How to Find a Home at (Almost) Any Church

When was the last time you were at church? Maybe it’s been years. Just thinking of your last time at church might make you recoil a bit. Perhaps it was the music, the awkward coffee hour, the rambling sermon.

But perhaps there is something in you that has you wanting to try it again. A friend you respect invited you. Or maybe you have heard clips from the pastor that resonated with you. Do you risk going again? Or will it be another awkward experience?

Or perhaps you have spent a fair amount of time in churches, checking out this one because your friends go there, another one because you connect with the music, and a third, because you like the children’s ministry there. But no church is your home.

God has made you to be part of the community called his church. He purposes for us to be part of a local family of followers of Jesus. That’s both for your good and for the good of the church. You ought to miss the church (and the church ought to miss you!). There the Word is preached, God is worshiped, the people serve one another and the community through their gifts, and the light of God’s salvation shines to the world.
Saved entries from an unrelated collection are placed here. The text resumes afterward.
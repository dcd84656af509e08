//! Endpoints for the identity/storage/table service and the OCR backend.

use std::env;

pub const DEFAULT_OCR_API_PORT: &str = "8001";
pub const RECEIPTS_BUCKET: &str = "receipts";
pub const BOLETAS_TABLE: &str = "boletas";
/// Lifetime of the read grant handed to the OCR backend.
pub const SIGNED_URL_TTL_SECS: u64 = 300;

#[derive(Clone, Debug)]
pub struct ClientConfig {
    /// Base URL of the hosted backend (auth, storage, REST table API).
    pub supabase_url: String,
    pub supabase_anon_key: String,
    /// Base URL of the OCR/receipts API.
    pub api_url: String,
    /// SQLite file keeping the signed-in session; `None` keeps it in memory.
    pub session_db_path: Option<String>,
}

impl ClientConfig {
    pub fn new(supabase_url: &str, supabase_anon_key: &str, api_url: &str) -> Self {
        Self {
            supabase_url: trim_base(supabase_url),
            supabase_anon_key: supabase_anon_key.to_string(),
            api_url: trim_base(api_url),
            session_db_path: None,
        }
    }

    pub fn from_env() -> Result<Self, String> {
        let supabase_url = env::var("SUPABASE_URL").map_err(|_| "Missing Supabase environment variables".to_string())?;
        let anon_key = env::var("SUPABASE_ANON_KEY").map_err(|_| "Missing Supabase environment variables".to_string())?;
        let api_url = env::var("API_URL").unwrap_or_else(|_| {
            let port = env::var("OCR_API_PORT").unwrap_or_else(|_| DEFAULT_OCR_API_PORT.to_string());
            format!("http://127.0.0.1:{}", port)
        });
        let mut config = Self::new(&supabase_url, &anon_key, &api_url);
        config.session_db_path = env::var("SESSION_DB_PATH").ok();
        Ok(config)
    }
}

fn trim_base(url: &str) -> String {
    url.trim().trim_end_matches('/').to_string()
}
But how do you make the church home? Here are some recommendations:

(Really) Try One

You’ve been invited by a friend to one church, looked into a couple others you’ve heard about, and found a few more with a Google search. Go ahead and check out the videos of the service. Make sure it checks the doctrinal boxes that are important to you (you can find our church’s entire doctrinal statement online, for instance).
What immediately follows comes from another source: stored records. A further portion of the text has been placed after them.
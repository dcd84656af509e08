use axum::{
    extract::{Request, State},
    http::{header::AUTHORIZATION, HeaderValue},
    middleware::Next,
    response::{IntoResponse, Response},
};
use chrono::{Duration, Utc};
use jsonwebtoken::{decode, encode, Algorithm, DecodingKey, EncodingKey, Header, Validation};
use serde::{Deserialize, Serialize};

use crate::error::ApiError;
use crate::models::UserId;
use crate::AppState;

/// Claims of an identity-service access token. Only `sub` and `exp` are required.
#[derive(Debug, Serialize, Deserialize)]
pub struct Claims {
    #[serde(default, skip_serializing_if = "Option::is_none")]
    pub sub: Option<String>,
    pub exp: usize,
    #[serde(default, skip_serializing_if = "Option::is_none")]
    pub email: Option<String>,
    #[serde(default, skip_serializing_if = "Option::is_none")]
    pub role: Option<String>,
    #[serde(default, skip_serializing_if = "Option::is_none")]
    pub aud: Option<String>,
}

#[derive(Clone, Debug)]
pub struct AuthUser {
    pub user_id: UserId,
    pub email: Option<String>,
}

/// Validate an `Authorization` header value against the shared HS256 secret.
pub fn authenticate(header: Option<&HeaderValue>, secret: &str) -> Result<AuthUser, ApiError> {
    let header = header.ok_or_else(|| {
        tracing::warn!("Missing Authorization header");
        ApiError::Unauthorized("Missing Authorization header".to_string())
    })?;

    let invalid_format = || ApiError::Unauthorized("Invalid authorization header format".to_string());
    let raw = header.to_str().map_err(|_| invalid_format())?;
    let mut parts = raw.split_whitespace();
    let (scheme, token) = match (parts.next(), parts.next(), parts.next()) {
        (Some(scheme), Some(token), None) => (scheme, token),
        _ => {
            tracing::warn!("Authorization header parsing failed");
            return Err(invalid_format());
        }
    };

    if !scheme.eq_ignore_ascii_case("bearer") {
        tracing::warn!("Invalid authorization scheme: {}", scheme);
        return Err(ApiError::Unauthorized(
            "Invalid authorization scheme. Use 'Bearer <token>'".to_string(),
        ));
    }

    let mut validation = Validation::new(Algorithm::HS256);
    validation.validate_aud = false;
    let decoding_key = DecodingKey::from_secret(secret.as_bytes());

    let claims = decode::<Claims>(token, &decoding_key, &validation)
        .map_err(|e| {
            tracing::warn!("JWT validation failed: {:?}", e);
            ApiError::Unauthorized("Invalid or expired token".to_string())
        })?
        .claims;

    let user_id = claims
        .sub
        .filter(|sub| !sub.is_empty())
        .ok_or_else(|| {
            tracing::warn!("Missing 'sub' in JWT payload");
            ApiError::Unauthorized("Invalid token: missing user ID".to_string())
        })?;

    tracing::debug!("User authenticated: {}", user_id);
    Ok(AuthUser {
        user_id,
        email: claims.email,
    })
}

pub async fn auth_middleware(State(state): State<AppState>, mut req: Request, next: Next) -> Response {
    match authenticate(req.headers().get(AUTHORIZATION), &state.config.jwt_secret) {
        Ok(user) => {
            req.extensions_mut().insert(user);
            next.run(req).await
        }
        Err(e) => e.into_response(),
    }
}

/// Mint an access token shaped like the identity service's (`aud`/`role` = "authenticated").
pub fn issue_token(
    user_id: &str,
    email: Option<&str>,
    secret: &str,
    expiration_secs: i64,
) -> Result<String, jsonwebtoken::errors::Error> {
    let exp = (Utc::now() + Duration::seconds(expiration_secs)).timestamp() as usize;
    let claims = Claims {
        sub: Some(user_id.to_string()),
        exp,
        email: email.map(String::from),
        role: Some("authenticated".to_string()),
        aud: Some("authenticated".to_string()),
    };
    encode(
        &Header::new(Algorithm::HS256),
        &claims,
        &EncodingKey::from_secret(secret.as_bytes()),
    )
}
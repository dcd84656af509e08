//! GastoÁgil client core.
//!
//! Client side of receipt ingestion: session handling against the hosted identity
//! service, object upload and signed URLs, the OCR request to the receipts API,
//! and inserting the confirmed expense into the hosted `boletas` table.
//! Failures are surfaced as human-readable strings.

mod api;
mod auth;
pub mod config;
mod expenses;
pub mod models;
pub mod session;
mod storage;
mod upload;

pub use auth::{AuthUser, NOT_AUTHENTICATED, NO_SESSION_TOKEN};
pub use config::ClientConfig;
pub use models::{
    Boleta, BoletaListResponse, BoletaStats, ExpenseDraft, OcrResponse, ReceiptFile,
};
pub use session::{Session, SessionStore};
pub use storage::receipt_object_path;
pub use upload::UploadPhase;

use reqwest::header::{HeaderMap, HeaderValue, AUTHORIZATION};

pub struct GastoClient {
    pub(crate) config: ClientConfig,
    pub(crate) http: reqwest::Client,
    pub(crate) sessions: SessionStore,
}

impl GastoClient {
    pub fn new(config: ClientConfig) -> Result<Self, String> {
        let sessions = match config.session_db_path.as_deref() {
            Some(path) => SessionStore::open(path)?,
            None => SessionStore::in_memory()?,
        };
        Ok(Self {
            config,
            http: reqwest::Client::new(),
            sessions,
        })
    }

    pub fn from_env() -> Result<Self, String> {
        Self::new(ClientConfig::from_env()?)
    }

    pub fn config(&self) -> &ClientConfig {
        &self.config
    }

    /// Locally stored session, if any (not validated against the server).
    pub fn session(&self) -> Result<Option<Session>, String> {
        self.sessions.load()
    }

    /// Adopt a session obtained elsewhere (e.g. an OAuth redirect).
    pub fn set_session(&self, session: &Session) -> Result<(), String> {
        self.sessions.save(session)
    }

    /// `apikey` plus, when given, `Authorization: Bearer <token>`.
    pub(crate) fn service_headers(&self, token: Option<&str>) -> Result<HeaderMap, String> {
        let mut headers = HeaderMap::new();
        headers.insert(
            "apikey",
            HeaderValue::from_str(&self.config.supabase_anon_key).map_err(|e| e.to_string())?,
        );
        let bearer = token.unwrap_or(&self.config.supabase_anon_key);
        headers.insert(
            AUTHORIZATION,
            HeaderValue::from_str(&format!("Bearer {}", bearer)).map_err(|e| e.to_string())?,
        );
        Ok(headers)
    }
}
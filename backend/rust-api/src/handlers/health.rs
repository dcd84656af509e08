use axum::Json;
use chrono::Utc;

pub async fn health_check() -> Json<serde_json::Value> {
    Json(serde_json::json!({
        "status": "healthy",
        "timestamp": Utc::now().to_rfc3339(),
    }))
}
Then really give the church a try. Go twice at the very least. Unless it’s terrible, try it a third time. There isn’t a church in America that has a service where the sermon and worship blow you out of the water every week. That’s not what you should be looking for anyway. I hope you experience the Bible clearly and faithfully preached, and God glorified in praise and prayer.

I guarantee you there are going to be things you don’t like about the church. Maybe the pastor preaches too long. Or the hallways are too narrow. Or the greeters didn’t seem overly friendly. Or the music wasn’t your style. Or it was too loud. You won’t find the perfect church. It doesn’t exist. You are going to have to overlook things about the church that don’t fit your preferences.

Take a Step Forward

Alright. You’ve planted your flag. You’re going to make a particular church your church. Now make yourself known. Fill out the card in the pew. Go to the First Step table (or whatever the equivalent at the church you’re visiting is). Walk up and talk to the pastor. Let him know what you appreciate about the church. Let him know your desire to become part of the church. Send him a follow-up email with an encouraging note.

Follow Through

Hopefully the church gives you a clear pathway for what they want you to do next. For us at New Life, we want all newcomers to go through our Next Steps class that provides newcomers with an opportunity to get to know New Life’s heart, and we get to hear theirs and plug them into community and service. We want you connect you with places that you can belong, like a connection group or ministry team.

If your church doesn’t offer something that clear, that’s okay. Find a way to get plugged into a group (they come in all types: your church might call them Sunday School classes, Small Groups, or Connection Groups). Look for a place to serve. Don’t expect to be leading a Bible Study before the semester is done. Serve where your gifting matches the church’s need. And if you don’t know what your gifting is, then serve where there is a need and see if you enjoy it. If not, don’t’ worry, I guarantee you there are plenty of other opportunities.

What your mom told you is true, you’ll get out of something what you put in. When you show up, step out, and serve, God is going to bless with you with an experience that you can’t have without making such an investment.

Invite Your Friend

Don’t keep your new home to yourself. Invite those who aren’t connected to a church: your neighbor, your cousin, your co-worker. Share what God has been doing in your life and how you have grown through your new church home. People will be curious to join you as they see your excitement and witness change in your life.

Press Through Discouragement (and Conflict)

More bumps lie ahead. You’ll send an email that doesn’t receive a response. You won’t be trained like you know you should. The church only has two open connection groups and neither fit your schedule. The pastor will preach a sermon that rubs you the wrong way.

Your impulse will be to pick up your bags and try another church. Don’t give up.

Follow the clear biblical admonition of how to navigate conflict (see Matt 18). Seek out the one who has hurt you and let them know about your hurt. Enter into the conversation humbly, but honestly. If the individual isn’t willing to confess to their wrong, bring with you a peacemaker. And if they still won’t reconcile, take it to the church leadership. (See the post here for a longer and clearer explanation of how to navigate conflict).

Look to God

God has made you for himself and his people. Even though he’s made you for his people, they will let you down. That doesn’t mean you need them any less. But it does mean that when they let you down, you need to turn to God. He will never let you down.

You’re going to need to trust God that you need the church for your spiritual maturation. You’re going to need to trust God that you need others’ gifts and they need yours.

It’s tempting to give up on the church. It’s easy to be “spiritual but not religious.” But that’s not God’s purpose for us. And when we give up on the church, we give up on God’s plan of rescue. As Carl Trueman says, “For as soon as you see the church herself as part of the problem, you have lost the gospel and deprived yourself and your audience of hope.”